Portanto, depois que Starr penetrou nessas coisas, é o vale-tudo de livros como Game Change, que não estão na estante de soft porn. E muito menos o calhamaço (legível) de 800 páginas do professor de direito Ken Gormley. Não é um indiciamento partidário de Kenneth Starr. Tampouco é a absolvição partidária de Bill Clinton. Gormley diz que The Death of American Virtue: Clinton vs. Starr (editora Crown) é a "definitiva e neutra" narrativa histórica sobre o impeachment do presidente, o segundo julgamento na história americana (Clinton foi condenado na Câmara dos Deputados em 19 de dezembro de 1998 e absolvido no Senado em 12 de fevereiro de 1999).

A neutralidade do livro de Gormley, fruto de um trabalho de nove anos, é, de fato, uma virtude, e ele tem o espaço que eu não tenho para detalhar a escalada de Whitewater ao impeachment. Em dezembro de 1997, Starr tinha arquivado a investigação imobiliária por insuficiência de evidências. Um mês mais tarde, Linda Tripp contatou seu escritório para comunicar que gravara suas conversas com sua colega de trabalho Monica Lewinsky sobre seu affaire com o presidente.

Desvios do curso judicial resultaram em desastres terríveis. Starr admite em entrevistas que ele não deveria ter se metido no affaire Lewinsky, mas alega que era sua obrigação. Aqui Starr lembra o coronel britânico Nicholson (Alec Guiness), do filme A Ponte do Rio Kwai, que em nome do senso de dever perde a perspectiva do que estava em jogo e colabora com os japoneses na construção da ponte. Mas, como lembrou David Greeenberg, que resenhou o livro de Gomley no Washington Post, pelo menos no filme a ponte explodiu. Archibald Cox, que foi promotor especial no escândalo Watergate e objeto de uma biografia de Gormley, diz que, motivos à parte, o fundamental é que Kenneth Starr cometeu abuso com sua construção inquisitorial.

Já o presidente, enquanto era investigado por corrupção e assédio sexual (caso Paula Jones), transformou o Salão Oval da Casa Branca no Salão Oral. Houve o perjúrio e a frase memorável do equilibrista linguístico Cllinton (não exatamente de densidade Roosevelt ou Kennedy) de que não tivera sexo com "aquela mulher". No julgamento de Gormley, "o homem mais poderoso do mundo foi incapaz de resistir a uma atração lasciva básica".

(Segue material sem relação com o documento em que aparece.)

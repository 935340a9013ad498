pub mod cryptocompare;

pub use cryptocompare::CryptoCompareProvider;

Um homem com tanto talento político foi um desperdício. Não há missão humanitária no Haiti que vá remover as manchas na biografia presidencial que foram aqueles episódios sórdidos nos anos 90. O resto é uma história sombria. A comoção tem um sabor fin de siècle. Enquanto os americanos estavam distraídos com os segredos anatômicos de Bill Clinton, nas cavernas do Afeganistão gente muito mais sórdida do que promotores com excesso de zelo, picaretas imobiliários, mulheres oportunistas e presidentes-adolescentes tramavam os atentados do 11 de Setembro.

De novo, que desperdício. Clinton sobreviveu ao julgamento, mas não entregou o Salão Oval a Al Gore. O escândalo abriu as portas para a vitória de George W. Bush, aquele que prometeu restaurar a dignidade da Casa Branca e deu em porcaria muito maior do que o vestido azul da Monica.

A convoluta sucessão de eventos nos anos 90 arruinou vidas, destroçou reputações e polarizou o país. Hoje aqueles embates épicos parecem que foram travados por tão pouca coisa. É um veredicto melancólico. Para Gormley, o impeachment abriu graves feridas políticas e culturais nos EUA. Barack Obama teve a pretensão (ingênua ou cínica) de que poderia cicatrizá-las.